Automatic Selection of Fracture Sets Using Clustering Techniques

Soto, Fabian (Advanced Laboratory for Geostatistical Supercomputing) | Hekmatnejad, Amin (University of Chile) | Emery, X. (University of Chile) | Elmo, Davide (Norman B. Keevil Institute of Mining Engineering)

OnePetro 

ABSTRACT: Fracture set classification is an important task in the areas of mining, hydrocarbon industry, coal-bed methane production, carbon capture and storage (CCS), geothermal energy, nuclear waste storage. Traditional classification methods are supported by visual inspection of stereonets, which is subjective and sometimes error-prone. Recently several clustering techniques have been developed using data analysis methods; however, one important parameter that must be defined in order to perform clustering algorithms is the selection of the number of clusters present in the analyzed data. This parameter is defined subjectively by an expert or by forcing a search for a limited number of clusters (e.g. from 2 to n).
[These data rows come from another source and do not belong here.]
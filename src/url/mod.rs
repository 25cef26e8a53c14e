//! URL handling module for Quill
//!
//! This module provides URL normalization, domain extraction and the link
//! eligibility rules shared by sitemap seeding and link extraction.

mod domain;
mod filter;
mod normalize;

// Re-export main functions
pub use domain::{extract_domain, is_same_site, site_key};
pub use filter::{has_static_extension, is_non_content, LinkFilter, STATIC_EXTENSIONS};
pub use normalize::{normalize_parsed, normalize_url};
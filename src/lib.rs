//! Quill: source discovery, crawl frontier and article classification
//!
//! This crate discovers how to reach the content of registered blogs and
//! publications, crawls them through a persistent budgeted frontier while
//! respecting robots.txt and per-host politeness, and keeps the pages that
//! look like articles.

pub mod activity;
pub mod config;
pub mod crawler;
pub mod detector;
pub mod discovery;
pub mod output;
pub mod robots;
pub mod state;
pub mod storage;
pub mod url;

use thiserror::Error;

/// Main error type for Quill operations
#[derive(Debug, Error)]
pub enum QuillError {
    #[error("Configuration error: {0}")]
    Config(#[from] ConfigError),

    #[error("HTTP error for {url}: {source}")]
    Http { url: String, source: reqwest::Error },

    #[error("HTTP {status} for {url}")]
    HttpStatus { url: String, status: u16 },

    #[error("Request timeout for {url}")]
    Timeout { url: String },

    #[error("Database error: {0}")]
    Database(#[from] rusqlite::Error),

    #[error("Storage error: {0}")]
    StorageError(#[from] storage::StorageError),

    #[error("URL error: {0}")]
    UrlError(#[from] UrlError),

    #[error("URL parse error: {0}")]
    UrlParse(#[from] ::url::ParseError),

    #[error("HTTP client error: {0}")]
    Reqwest(#[from] reqwest::Error),

    #[error("Sitemap parse error for {url}: {message}")]
    SitemapParse { url: String, message: String },

    #[error("Invalid state transition: {from:?} -> {to:?}")]
    InvalidTransition {
        from: state::EntryStatus,
        to: state::EntryStatus,
    },

    #[error("Source not found: {0}")]
    SourceNotFound(i64),

    #[error("IO error: {0}")]
    Io(#[from] std::io::Error),
}

/// Configuration-specific errors
#[derive(Debug, Error)]
pub enum ConfigError {
    #[error("Failed to read config file: {0}")]
    Io(#[from] std::io::Error),

    #[error("Failed to parse TOML: {0}")]
    Parse(#[from] toml::de::Error),

    #[error("Validation error: {0}")]
    Validation(String),

    #[error("Invalid URL in config: {0}")]
    InvalidUrl(String),
}

/// URL-specific errors
#[derive(Debug, Error)]
pub enum UrlError {
    #[error("Failed to parse URL: {0}")]
    Parse(String),

    #[error("Invalid URL scheme: {0}")]
    InvalidScheme(String),

    #[error("Missing domain in URL")]
    MissingDomain,
}

/// Result type alias for Quill operations
pub type Result<T> = std::result::Result<T, QuillError>;

/// Result type alias for configuration operations
pub type ConfigResult<T> = std::result::Result<T, ConfigError>;

/// Result type alias for URL operations
pub type UrlResult<T> = std::result::Result<T, UrlError>;

// Re-export commonly used types
pub use config::Config;
pub use crawler::{CrawlEngine, CrawlResult};
pub use detector::{analyze_page_content, PageAnalysis};
pub use discovery::{discover_source, DiscoveryResult};
pub use robots::RobotsRules;
pub use state::{EntryStatus, SitemapStatus, SitemapType, SourceType};
pub use url::{extract_domain, normalize_url};
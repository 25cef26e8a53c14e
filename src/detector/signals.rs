//! Article scoring signals
//!
//! Scoring is a fixed, ordered table. Each row adds its weight to the
//! confidence when its predicate holds; the sum is clamped to [0, 1].

use crate::config::DetectorConfig;
use crate::url::has_static_extension;
use chrono::{DateTime, Utc};
use once_cell::sync::Lazy;
use regex::Regex;

/// Word count that earns partial credit below `min_word_count`
pub const SHORT_ARTICLE_WORDS: usize = 100;

static ARTICLE_PATH: Lazy<Regex> = Lazy::new(|| {
    Regex::new(
        r"(?i)(/\d{4}/\d{1,2}/|/(blog|blogs|post|posts|article|articles|news|story|stories|essays?|writing|p)/[^/]+|\.html?$)",
    )
    .expect("static article path regex")
});

static NON_ARTICLE_PATH: Lazy<Regex> = Lazy::new(|| {
    Regex::new(
        r"(?i)(^/?$|/(tag|tags|category|categories|topics?|author|authors|archive|archives|page|search|about|contact|subscribe|privacy|privacy-policy|terms|terms-of-service|terms-of-use|legal|cookie-policy|cookies|disclaimer|imprint)(/|$))",
    )
    .expect("static non-article path regex")
});

/// Observations about a page that the signals test
#[derive(Debug, Clone, Default, PartialEq)]
pub struct PageFeatures {
    /// URL path, without query
    pub url_path: String,
    pub has_article_element: bool,
    pub word_count: usize,
    pub title: Option<String>,
    pub published_at: Option<DateTime<Utc>>,
    pub author: Option<String>,
    pub has_published_time_meta: bool,
    pub has_author_meta: bool,
    pub has_schema_article: bool,
}

impl PageFeatures {
    /// Last non-empty path segment
    pub fn last_segment(&self) -> &str {
        self.url_path
            .trim_end_matches('/')
            .rsplit('/')
            .next()
            .unwrap_or("")
    }
}

/// One row of the scoring table
pub struct Signal {
    pub name: &'static str,
    pub weight: f64,
    pub reason: &'static str,
    pub test: fn(&PageFeatures, &DetectorConfig) -> bool,
}

/// The scoring table, evaluated in order
pub static SIGNALS: &[Signal] = &[
    Signal {
        name: "article_url",
        weight: 0.15,
        reason: "URL path looks like an article",
        test: |f, _| ARTICLE_PATH.is_match(&f.url_path),
    },
    Signal {
        name: "slug",
        weight: 0.10,
        reason: "URL ends in a descriptive slug",
        test: |f, _| {
            let slug = f.last_segment();
            slug.chars().count() > 10 && slug.contains('-')
        },
    },
    Signal {
        name: "article_element",
        weight: 0.20,
        reason: "Page has an <article> element",
        test: |f, _| f.has_article_element,
    },
    Signal {
        name: "long_text",
        weight: 0.20,
        reason: "Substantial text content",
        test: |f, c| f.word_count >= c.min_word_count,
    },
    Signal {
        name: "medium_text",
        weight: 0.10,
        reason: "Moderate text content",
        test: |f, c| f.word_count < c.min_word_count && f.word_count >= SHORT_ARTICLE_WORDS,
    },
    Signal {
        name: "title",
        weight: 0.10,
        reason: "Has a descriptive title",
        test: |f, _| {
            f.title
                .as_ref()
                .map(|t| t.chars().count() > 10)
                .unwrap_or(false)
        },
    },
    Signal {
        name: "published_date",
        weight: 0.15,
        reason: "Has a publish date",
        test: |f, _| f.published_at.is_some(),
    },
    Signal {
        name: "byline",
        weight: 0.10,
        reason: "Has an author byline",
        test: |f, _| f.author.is_some(),
    },
    Signal {
        name: "published_time_meta",
        weight: 0.10,
        reason: "Declares article:published_time",
        test: |f, _| f.has_published_time_meta,
    },
    Signal {
        name: "author_meta",
        weight: 0.05,
        reason: "Declares an author meta tag",
        test: |f, _| f.has_author_meta,
    },
    Signal {
        name: "schema_article",
        weight: 0.15,
        reason: "Declares a schema.org article type",
        test: |f, _| f.has_schema_article,
    },
    Signal {
        name: "non_article_url",
        weight: -0.20,
        reason: "URL looks like a listing or utility page",
        test: |f, _| is_non_article_path(&f.url_path),
    },
];

/// Listing, legal and static-file paths
fn is_non_article_path(path: &str) -> bool {
    NON_ARTICLE_PATH.is_match(path) || has_static_extension(path)
}

/// Scores a page, returning the clamped confidence and the reasons that fired
pub fn score(features: &PageFeatures, config: &DetectorConfig) -> (f64, Vec<String>) {
    let mut total = 0.0;
    let mut reasons = Vec::new();

    for signal in SIGNALS {
        if (signal.test)(features, config) {
            total += signal.weight;
            reasons.push(signal.reason.to_string());
        }
    }

    (total.clamp(0.0, 1.0), reasons)
}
For both, the strategy consists in performing a finite number of clustering runs (each with different number of clusters) and choosing the one with the best performance based on an index. In this paper, we propose a preprocessing method in order to choose the number of clusters and also to initialize clusters centers for the K-means and Fuzzy K-means algorithms. The method is based on calculating the poles density in the stereonet, and defining a threshold value in order to select the clusters prototypes. Additionally, a post process to estimate area of influence for candidates is performed in order to deal with large areas of high-density poles.